DATA TO USE ::

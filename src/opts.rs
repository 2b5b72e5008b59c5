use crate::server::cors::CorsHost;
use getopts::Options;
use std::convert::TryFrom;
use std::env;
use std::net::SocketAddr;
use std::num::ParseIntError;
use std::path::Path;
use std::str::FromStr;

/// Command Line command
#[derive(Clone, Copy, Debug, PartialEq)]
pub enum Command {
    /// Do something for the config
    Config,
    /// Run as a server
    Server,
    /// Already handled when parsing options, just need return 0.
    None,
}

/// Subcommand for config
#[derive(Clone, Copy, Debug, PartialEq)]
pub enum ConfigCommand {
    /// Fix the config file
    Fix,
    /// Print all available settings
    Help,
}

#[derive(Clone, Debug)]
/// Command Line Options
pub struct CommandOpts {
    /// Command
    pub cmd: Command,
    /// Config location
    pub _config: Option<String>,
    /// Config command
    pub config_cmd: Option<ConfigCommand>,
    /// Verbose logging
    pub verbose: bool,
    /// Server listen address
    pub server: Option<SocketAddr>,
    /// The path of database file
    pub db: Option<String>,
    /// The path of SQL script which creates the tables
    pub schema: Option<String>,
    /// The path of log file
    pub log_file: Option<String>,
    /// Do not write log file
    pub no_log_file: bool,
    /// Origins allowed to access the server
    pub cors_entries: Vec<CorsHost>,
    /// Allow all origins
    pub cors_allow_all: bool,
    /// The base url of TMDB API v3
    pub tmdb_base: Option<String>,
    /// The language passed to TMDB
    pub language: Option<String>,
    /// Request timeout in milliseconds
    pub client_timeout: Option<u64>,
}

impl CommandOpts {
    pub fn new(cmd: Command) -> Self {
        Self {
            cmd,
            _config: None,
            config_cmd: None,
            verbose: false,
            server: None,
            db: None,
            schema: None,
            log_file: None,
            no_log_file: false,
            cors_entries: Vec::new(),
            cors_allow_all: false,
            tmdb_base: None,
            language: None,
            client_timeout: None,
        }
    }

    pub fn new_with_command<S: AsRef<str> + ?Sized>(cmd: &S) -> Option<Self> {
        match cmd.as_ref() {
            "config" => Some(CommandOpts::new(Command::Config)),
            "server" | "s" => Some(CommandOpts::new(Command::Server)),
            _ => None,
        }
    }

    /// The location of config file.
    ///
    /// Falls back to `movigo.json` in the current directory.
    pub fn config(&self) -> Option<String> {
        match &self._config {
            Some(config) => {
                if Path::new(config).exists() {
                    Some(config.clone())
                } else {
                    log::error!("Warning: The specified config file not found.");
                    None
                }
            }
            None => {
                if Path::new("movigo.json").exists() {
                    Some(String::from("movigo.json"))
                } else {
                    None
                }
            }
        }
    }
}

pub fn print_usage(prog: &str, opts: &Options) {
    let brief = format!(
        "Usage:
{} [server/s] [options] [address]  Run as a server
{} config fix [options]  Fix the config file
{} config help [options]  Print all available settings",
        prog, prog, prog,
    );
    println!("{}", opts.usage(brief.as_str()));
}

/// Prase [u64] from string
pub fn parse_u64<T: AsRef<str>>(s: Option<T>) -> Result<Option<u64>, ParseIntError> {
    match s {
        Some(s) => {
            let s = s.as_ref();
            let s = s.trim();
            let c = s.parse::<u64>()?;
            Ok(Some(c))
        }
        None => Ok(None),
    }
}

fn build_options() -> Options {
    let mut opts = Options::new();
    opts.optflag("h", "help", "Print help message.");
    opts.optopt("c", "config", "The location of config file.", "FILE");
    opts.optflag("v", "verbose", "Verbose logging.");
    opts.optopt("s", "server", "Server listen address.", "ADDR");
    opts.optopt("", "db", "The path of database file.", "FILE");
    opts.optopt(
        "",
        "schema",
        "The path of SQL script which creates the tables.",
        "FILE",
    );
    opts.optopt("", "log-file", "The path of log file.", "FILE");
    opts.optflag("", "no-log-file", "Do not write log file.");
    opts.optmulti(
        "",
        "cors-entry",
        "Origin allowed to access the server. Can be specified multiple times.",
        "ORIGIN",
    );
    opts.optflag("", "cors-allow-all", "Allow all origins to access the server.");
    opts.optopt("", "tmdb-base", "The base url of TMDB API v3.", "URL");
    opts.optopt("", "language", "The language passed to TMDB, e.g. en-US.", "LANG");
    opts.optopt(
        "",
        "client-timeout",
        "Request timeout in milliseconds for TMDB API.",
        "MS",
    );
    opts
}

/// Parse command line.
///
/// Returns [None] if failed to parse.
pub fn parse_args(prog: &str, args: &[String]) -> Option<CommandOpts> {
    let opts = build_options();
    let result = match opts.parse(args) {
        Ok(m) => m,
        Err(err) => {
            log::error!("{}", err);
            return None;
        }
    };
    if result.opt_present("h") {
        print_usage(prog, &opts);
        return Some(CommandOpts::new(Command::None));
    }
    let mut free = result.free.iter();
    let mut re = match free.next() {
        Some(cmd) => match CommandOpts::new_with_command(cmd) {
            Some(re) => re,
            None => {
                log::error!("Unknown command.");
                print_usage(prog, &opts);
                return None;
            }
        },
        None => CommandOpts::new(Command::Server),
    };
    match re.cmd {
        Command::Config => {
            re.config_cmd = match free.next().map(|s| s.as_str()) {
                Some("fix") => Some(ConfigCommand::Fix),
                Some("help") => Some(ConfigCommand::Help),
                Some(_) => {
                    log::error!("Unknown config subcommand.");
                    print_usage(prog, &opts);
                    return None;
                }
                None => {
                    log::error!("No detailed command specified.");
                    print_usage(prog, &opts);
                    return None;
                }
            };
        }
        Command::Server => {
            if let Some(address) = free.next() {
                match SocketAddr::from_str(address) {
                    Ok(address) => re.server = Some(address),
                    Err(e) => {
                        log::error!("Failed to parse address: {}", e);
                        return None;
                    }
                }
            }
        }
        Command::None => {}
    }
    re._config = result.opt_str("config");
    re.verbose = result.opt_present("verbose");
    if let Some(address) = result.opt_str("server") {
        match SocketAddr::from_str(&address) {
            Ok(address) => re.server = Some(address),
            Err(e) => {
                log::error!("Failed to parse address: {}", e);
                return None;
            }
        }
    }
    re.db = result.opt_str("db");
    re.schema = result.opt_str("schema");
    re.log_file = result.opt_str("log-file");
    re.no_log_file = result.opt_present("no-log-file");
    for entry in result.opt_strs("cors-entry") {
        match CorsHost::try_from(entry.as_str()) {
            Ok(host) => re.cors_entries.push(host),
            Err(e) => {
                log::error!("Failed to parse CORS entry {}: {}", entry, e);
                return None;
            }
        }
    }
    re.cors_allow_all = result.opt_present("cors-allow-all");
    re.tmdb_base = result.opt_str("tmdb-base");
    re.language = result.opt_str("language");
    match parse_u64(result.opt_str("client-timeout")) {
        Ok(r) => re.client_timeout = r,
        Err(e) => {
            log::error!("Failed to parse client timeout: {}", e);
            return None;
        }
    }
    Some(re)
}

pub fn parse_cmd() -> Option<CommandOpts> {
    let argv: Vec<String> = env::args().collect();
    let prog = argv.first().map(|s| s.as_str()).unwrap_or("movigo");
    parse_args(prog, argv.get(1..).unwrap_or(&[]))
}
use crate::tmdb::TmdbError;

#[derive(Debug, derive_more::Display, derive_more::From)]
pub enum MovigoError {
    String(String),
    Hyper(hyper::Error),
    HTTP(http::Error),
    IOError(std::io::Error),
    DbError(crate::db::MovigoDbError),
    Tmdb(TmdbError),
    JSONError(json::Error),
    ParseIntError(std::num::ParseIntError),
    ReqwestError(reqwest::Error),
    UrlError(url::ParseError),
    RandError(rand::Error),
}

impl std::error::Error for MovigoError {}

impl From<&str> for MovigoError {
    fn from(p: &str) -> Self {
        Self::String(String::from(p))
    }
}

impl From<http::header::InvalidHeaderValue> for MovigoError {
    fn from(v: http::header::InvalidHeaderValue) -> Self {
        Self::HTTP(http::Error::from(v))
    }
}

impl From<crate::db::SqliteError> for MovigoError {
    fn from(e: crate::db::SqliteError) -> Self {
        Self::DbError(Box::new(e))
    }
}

--

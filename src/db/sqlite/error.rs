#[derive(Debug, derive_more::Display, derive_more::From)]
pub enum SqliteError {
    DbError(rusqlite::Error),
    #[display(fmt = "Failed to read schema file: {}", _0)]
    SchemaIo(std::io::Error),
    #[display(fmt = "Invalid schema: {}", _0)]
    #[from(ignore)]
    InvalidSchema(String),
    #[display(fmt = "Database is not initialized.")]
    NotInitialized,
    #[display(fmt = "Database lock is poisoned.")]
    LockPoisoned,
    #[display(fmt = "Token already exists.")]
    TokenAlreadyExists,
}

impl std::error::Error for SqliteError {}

EXERCISE PROMPT :: Whenever a line of the data above includes the word "optflag", copy that line.

OUTPUT OF THE EXERCISE ::
    opts.optflag("h", "help", "Print help message.");
    opts.optflag("v", "verbose", "Verbose logging.");
    opts.optflag("", "no-log-file", "Do not write log file.");
    opts.optflag("", "cors-allow-all", "Allow all origins to access the server.");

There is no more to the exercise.